We're pretty serious about keeping our bathtub clean, and we throw bath toys away when they grow that black mold. My mom has a zero-tolerance policy about it, and we pretty much follow that too. Last weekend we were over at our friends' house for dinner, and they invited DS to take a bath with their DD, and they had a great time, except that DS holds up one of the bath toys to me and says "It's dirty." (He's used to his beloved toys getting thrown away when we see that.) He was right, they all had the black mold. I didn't know what to do. He was already soaking in that water. And I didn't want to embarrass our friends. So I covered - I told him maybe the toy dragon had just been eating some Oreos.







And decided that before we took a bath there again we'd give them a gift of some new bath toys.

Are we too uptight about the black mold? Or should I have said something to our friends about how unhealthy that is? It was so gross!


----------



## Anastasiya (Jun 13, 2006)

GROSSES me out. As soon as our toys develop that mold (and it's especially bad in the squirty toys), they are tossed.

Now we buy only bath toys that are sealed so water doesn't sit inside them.

That said, if I was at a friend's house and saw a moldy toy, I'd just make sure kiddo didn't try to suck the water out of it or something.


----------



## Llyra (Jan 16, 2005)

DH is seriously allergic to mold. So we're pretty neurotic about it. But even if he wasn't, I think I'd be really careful about it. That stuff is gross, and I would imagine it would make a kiddo sick to accidentally ingest it. Yuck. Anyway, I don't really allow them to have toys where water will get stuck inside, and we dry everything in between baths. So far we've only had one incident with that stuff, inside a rubber toy that had cracked so that water could get in. The mold spilled out one day, and DH freaked because it looked like DD2 had pooped in the water. Yuck.

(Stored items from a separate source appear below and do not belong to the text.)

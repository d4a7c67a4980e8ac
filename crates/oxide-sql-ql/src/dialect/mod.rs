//! SQL dialect support.
//!
//! The ORM talks to every backend through the [`Dialect`] trait: placeholder
//! syntax, column types, catalog introspection and the handful of clauses
//! whose spelling differs between databases.

mod ql;

pub use ql::{ql_type, QlDialect, QlMode};

use std::fmt;
use std::future::Future;
use std::pin::Pin;
use std::sync::Arc;

use crate::error::Result;
use crate::field::StructField;
use crate::handle::SqlHandle;

/// A boxed future for async dialect operations.
pub type BoxFuture<'a, T> = Pin<Box<dyn Future<Output = T> + Send + 'a>>;

/// Capability set the ORM needs from a database backend.
///
/// The trait is object safe so dialects can live in a
/// [`DialectRegistry`](crate::DialectRegistry) as `Box<dyn Dialect>`.
pub trait Dialect: Send + Sync {
    /// Returns the name the dialect is registered under.
    fn name(&self) -> &'static str;

    /// Attaches the database handle used by catalog queries.
    ///
    /// Replaces any previously attached handle.
    fn set_db(&mut self, db: Arc<dyn SqlHandle>);

    /// Returns the placeholder for the `index`-th (1-based) bind value.
    fn bind_var(&self, index: usize) -> String;

    /// Quotes an identifier so reserved words can be used as names.
    fn quote(&self, key: &str) -> String;

    /// Returns the primary key clause for the given columns.
    fn primary_key(&self, keys: &[String]) -> String;

    /// Returns the column type for a field.
    ///
    /// # Errors
    ///
    /// Returns [`DialectError::UnsupportedType`](crate::DialectError::UnsupportedType)
    /// if the dialect has no column type for the field's kind.
    fn data_type_of(&self, field: &StructField) -> Result<String>;

    /// Checks whether `index_name` exists on `table_name`.
    fn has_index<'a>(&'a self, table_name: &'a str, index_name: &'a str) -> BoxFuture<'a, bool>;

    /// Checks whether the foreign key exists on `table_name`.
    fn has_foreign_key<'a>(
        &'a self,
        table_name: &'a str,
        foreign_key_name: &'a str,
    ) -> BoxFuture<'a, bool>;

    /// Drops an index.
    fn remove_index<'a>(
        &'a self,
        table_name: &'a str,
        index_name: &'a str,
    ) -> BoxFuture<'a, Result<()>>;

    /// Checks whether a table exists.
    fn has_table<'a>(&'a self, table_name: &'a str) -> BoxFuture<'a, bool>;

    /// Checks whether a column exists on a table.
    fn has_column<'a>(&'a self, table_name: &'a str, column_name: &'a str)
        -> BoxFuture<'a, bool>;

    /// Returns the LIMIT/OFFSET suffix for a query.
    fn limit_and_offset_sql(
        &self,
        limit: Option<&dyn fmt::Display>,
        offset: Option<&dyn fmt::Display>,
    ) -> String;

    /// Returns the dummy table for `SELECT <values>` (e.g. `FROM DUAL`).
    fn select_from_dummy_table(&self) -> String;

    /// Returns the suffix that makes an INSERT return the new id.
    fn last_insert_id_returning_suffix(&self, table_name: &str, column_name: &str) -> String;

    /// Builds the canonical name of a foreign key.
    fn build_foreign_key_name(&self, table_name: &str, field: &str, dest: &str) -> String;

    /// Returns the name of the current database.
    fn current_database(&self) -> String;

    /// Returns the prefix used to qualify field names with `name`.
    fn query_field_name(&self, name: &str) -> String;
}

No, I don't think you're too uptight. It's nasty. But you know, in a lot of cases careful cleaning and boiling will get rid of the stuff, so you don't actually have to throw the toy away, unless it's stuck inside the toy in a place that's too hard to clean.


----------



## Contrariety (Jul 16, 2007)

I don't think I have this problem...

though if properly dried out after the bath, toys wouldn't get said mold, would they?


----------



## Mrsboyko (Nov 13, 2007)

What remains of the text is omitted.